El complejo del Casino Marina del Sol es el mayor centro de entretenimiento y casino de Chile, tanto por su extensión como por sus instalaciones. Se ubica en la ciudad de Talcahuano, en la Región del Biobío (Región VIII). El centro de entretenimiento cuenta con un casino en línea, un bulevar con restaurantes y clubes, una sala de cine y un centro de eventos. Dentro del complejo también se encuentra el Hotel Sonesta, rodeado de un paisaje espectacular que invita a los residentes de Talcahuano, así como a los de otros municipios de la Gran Concepción y la Región del Biobío, a disfrutar de sus servicios.
Tras recibir un correo electrónico supuestamente confidencial, la empresa de juegos de azar MDS en Talcahuano despidió a cuatro operadores de cámaras acusados de grabar a clientes teniendo relaciones sexuales en el hotel del casino.
Sin embargo, los exempleados presentaron demandas laborales, declarando que, por motivos de seguridad, se instalaron cámaras electrónicas específicas en el complejo sin estar “orientadas a ninguna zona específica”, a pesar de que el protocolo del casino exige que observen todas las actividades de los clientes.puedes encontrar más aquí https://casinomarinadelsolosorno.com/ de nuestros artículos
En enero de 2024, el periódico La Tercera informó sobre las acusaciones de un exempleado de cámara del casino Marina del Sol en Talcahuano, quien implicó al casino en línea por exigirle “instalar cámaras para espiar a gerentes y empleados utilizando cámaras de video ocultas camufladas como detectores de humo”.
No obstante, el empleado fue presuntamente despedido tras negarse a la exigencia de Manuel Fuica, supervisor de Recursos Humanos para Casinos y Hoteles de MDS, según la demanda laboral presentada por el conductor tras su despido. Un año después, han surgido nuevas acusaciones de vigilancia contra el casino MDS, propiedad de la familia Imschenetzky.
Los exempleados también afirman que, dado El hotel se encuentra en una estructura circundante, y «los ángulos de las cámaras ubicadas en el techo del casino podían capturar las imágenes sin problemas, sin necesidad de apuntar a ningún área específica». En este sentido, los documentos legales insisten en que el subgerente sugirió que no quería que los empleados «parecieran culpables» y pensó que el correo electrónico con las imágenes podría haber sido enviado por un antiguo técnico de CCTV del casino, cuyo caso había sido ignorado.
Según la demanda, el Ministerio de Desarrollo Social (MDS) tomó medidas con respecto a los operadores de cámaras «para asegurar que la fiscalía y la Superintendencia de Juegos vieran que el establecimiento de juego estaba tomando medidas con respecto a la denuncia».
Sin embargo, el 19 de noviembre de 2024, los operadores fueron citados a otra reunión donde se les informó de su despido. Luego, al firmar sus acuerdos de indemnización, los cuatro trabajadores recibieron formalmente cartas prácticamente idénticas que les informaban los motivos de su despido: la reproducción de grabaciones de clientes del complejo turístico y la omisión de denunciar los incidentes.
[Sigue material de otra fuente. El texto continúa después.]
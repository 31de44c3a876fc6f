// SPDX-FileCopyrightText: 2026 ICT Eerbeek Contributors
// SPDX-License-Identifier: MIT OR Apache-2.0

//! SQLite persistence for contact submissions.
//!
//! Provides WAL-mode SQLite storage with embedded migrations and a
//! single-writer concurrency model via `tokio-rusqlite`: every statement runs
//! on one background thread, so concurrent inserts are serialized and each
//! receives its own `AUTOINCREMENT` id.

pub mod adapter;
pub mod database;
pub mod migrations;
pub mod queries;

pub use adapter::SqliteStorage;
pub use database::Database;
Los exempleados niegan haber grabado las imágenes, las cuales, según afirman, «nadie sabe, ya que nunca se han mostrado». Para los trabajadores despedidos, «es necesario considerar el trabajo de quienes se encargan de vigilar todo lo que sucede en el casino y sus alrededores mediante las cámaras electrónicas».
Además, mencionan que, dado que el complejo se encuentra en un edificio contiguo, «las cámaras instaladas en el techo del casino pueden grabar imágenes perfectamente, sin estar dirigidas a ningún punto específico. Su función es proteger la seguridad en las inmediaciones del casino, responsabilidad que recae claramente en los operadores del sistema de videovigilancia».
En este sentido, para los trabajadores rechazados, «es fundamental considerar el trabajo de quienes deben vigilar todo lo que ocurre en el casino y sus alrededores con las cámaras, y quienes, por la naturaleza de su función, deben tener en cuenta que no se trata simplemente de una pareja que decide tener intimidad frente a la ventana, sin cortinas y con las luces encendidas».
Asuntos de trato discriminatorio y acoso laboral.
Debido a la forma en que fueron rechazados, los conductores solicitan en sus reclamaciones que Marina del Sol les pague la cantidad que se les adeuda.